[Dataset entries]
━━━━

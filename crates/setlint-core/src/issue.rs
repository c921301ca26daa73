//! Issues reported by checks
//!
//! An [`Issue`] is a single finding: a severity, a message and optional
//! location context. The check that produced it is recorded as its origin
//! once the orchestrator collects it.

use std::fmt;
use std::sync::Arc;

use serde::{Serialize, Serializer};

use crate::check::CheckInfo;

/// Severity level of an issue
///
/// Ordered from least to most severe, so sorting in descending order puts
/// the most pressing issues first.
#[derive(Debug, Clone, Copy, PartialEq, Eq, PartialOrd, Ord, Hash, Serialize)]
#[serde(rename_all = "lowercase")]
pub enum Severity {
    /// Informational note, not a problem
    Info,

    /// Cosmetic or trivial issue
    Minor,

    /// Potential issue that deserves a look
    Warning,

    /// Issue that should be fixed
    Problem,

    /// Issue that must be fixed
    Error,
}

impl Severity {
    /// All severities, least severe first
    pub const ALL: [Severity; 5] = [
        Severity::Info,
        Severity::Minor,
        Severity::Warning,
        Severity::Problem,
        Severity::Error,
    ];

    /// Parse a severity name, ignoring case
    pub fn parse(name: &str) -> Option<Self> {
        match name.trim().to_lowercase().as_str() {
            "info" => Some(Severity::Info),
            "minor" => Some(Severity::Minor),
            "warning" => Some(Severity::Warning),
            "problem" => Some(Severity::Problem),
            "error" => Some(Severity::Error),
            _ => None,
        }
    }
}

impl fmt::Display for Severity {
    fn fmt(&self, f: &mut fmt::Formatter<'_>) -> fmt::Result {
        match self {
            Severity::Info => write!(f, "info"),
            Severity::Minor => write!(f, "minor"),
            Severity::Warning => write!(f, "warning"),
            Severity::Problem => write!(f, "problem"),
            Severity::Error => write!(f, "error"),
        }
    }
}

/// A finding produced by a check
///
/// # Example
///
/// ```
/// use setlint_core::{Issue, Severity};
///
/// let issue = Issue::warning("Preview point is missing")
///     .with_document("Hard")
///     .with_context("[General] section");
///
/// assert_eq!(issue.severity, Severity::Warning);
/// assert!(issue.origin().is_none());
/// ```
#[derive(Debug, Clone, Serialize)]
pub struct Issue {
    /// Severity level of the issue
    pub severity: Severity,

    /// The issue message
    pub message: String,

    /// Name of the document the issue is about, if any
    #[serde(default, skip_serializing_if = "Option::is_none")]
    pub document: Option<String>,

    /// Free-form location context (timestamp, section, file name)
    #[serde(default, skip_serializing_if = "Option::is_none")]
    pub context: Option<String>,

    /// The check that produced this issue
    #[serde(
        rename = "check",
        serialize_with = "serialize_origin",
        skip_serializing_if = "Option::is_none"
    )]
    origin: Option<Arc<CheckInfo>>,
}

impl Issue {
    /// Create a new issue
    pub fn new(severity: Severity, message: impl Into<String>) -> Self {
        Self {
            severity,
            message: message.into(),
            document: None,
            context: None,
            origin: None,
        }
    }

    /// Create an info issue
    pub fn info(message: impl Into<String>) -> Self {
        Self::new(Severity::Info, message)
    }

    /// Create a minor issue
    pub fn minor(message: impl Into<String>) -> Self {
        Self::new(Severity::Minor, message)
    }

    /// Create a warning issue
    pub fn warning(message: impl Into<String>) -> Self {
        Self::new(Severity::Warning, message)
    }

    /// Create a problem issue
    pub fn problem(message: impl Into<String>) -> Self {
        Self::new(Severity::Problem, message)
    }

    /// Create an error issue
    pub fn error(message: impl Into<String>) -> Self {
        Self::new(Severity::Error, message)
    }

    /// Set the document the issue refers to
    pub fn with_document(mut self, document: impl Into<String>) -> Self {
        self.document = Some(document.into());
        self
    }

    /// Set location context
    pub fn with_context(mut self, context: impl Into<String>) -> Self {
        self.context = Some(context.into());
        self
    }

    /// Record the check that produced this issue.
    ///
    /// The orchestrator calls this on every issue a check returns and
    /// replaces whatever origin was there before.
    pub fn with_origin(mut self, origin: Arc<CheckInfo>) -> Self {
        self.origin = Some(origin);
        self
    }

    /// The check that produced this issue, once collected
    pub fn origin(&self) -> Option<&CheckInfo> {
        self.origin.as_deref()
    }

    /// Shared handle to the originating check
    pub fn origin_handle(&self) -> Option<&Arc<CheckInfo>> {
        self.origin.as_ref()
    }

    /// Check if this is an error-level issue
    pub fn is_error(&self) -> bool {
        self.severity == Severity::Error
    }
}

fn serialize_origin<S: Serializer>(
    origin: &Option<Arc<CheckInfo>>,
    serializer: S,
) -> Result<S::Ok, S::Error> {
    match origin {
        Some(info) => serializer.serialize_str(&info.name),
        None => serializer.serialize_none(),
    }
}

impl fmt::Display for Issue {
    fn fmt(&self, f: &mut fmt::Formatter<'_>) -> fmt::Result {
        // Format: severity: message
        write!(f, "{}: {}", self.severity, self.message)?;

        if let Some(ref document) = self.document {
            write!(f, "\n  --> {}", document)?;
        }

        if let Some(ref context) = self.context {
            write!(f, "\n  = at: {}", context)?;
        }

        if let Some(ref origin) = self.origin {
            write!(f, "\n  = check: {}", origin.name)?;
        }

        Ok(())
    }
}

━━━━

▶ [ASSIGNMENT]:
Copy whichever lines of the records above contain the word "this".

▶ [YOUR RESPONSE]:
    /// The check that produced this issue
    /// Record the check that produced this issue.
    /// The orchestrator calls this on every issue a check returns and
    /// The check that produced this issue, once collected
    /// Check if this is an error-level issue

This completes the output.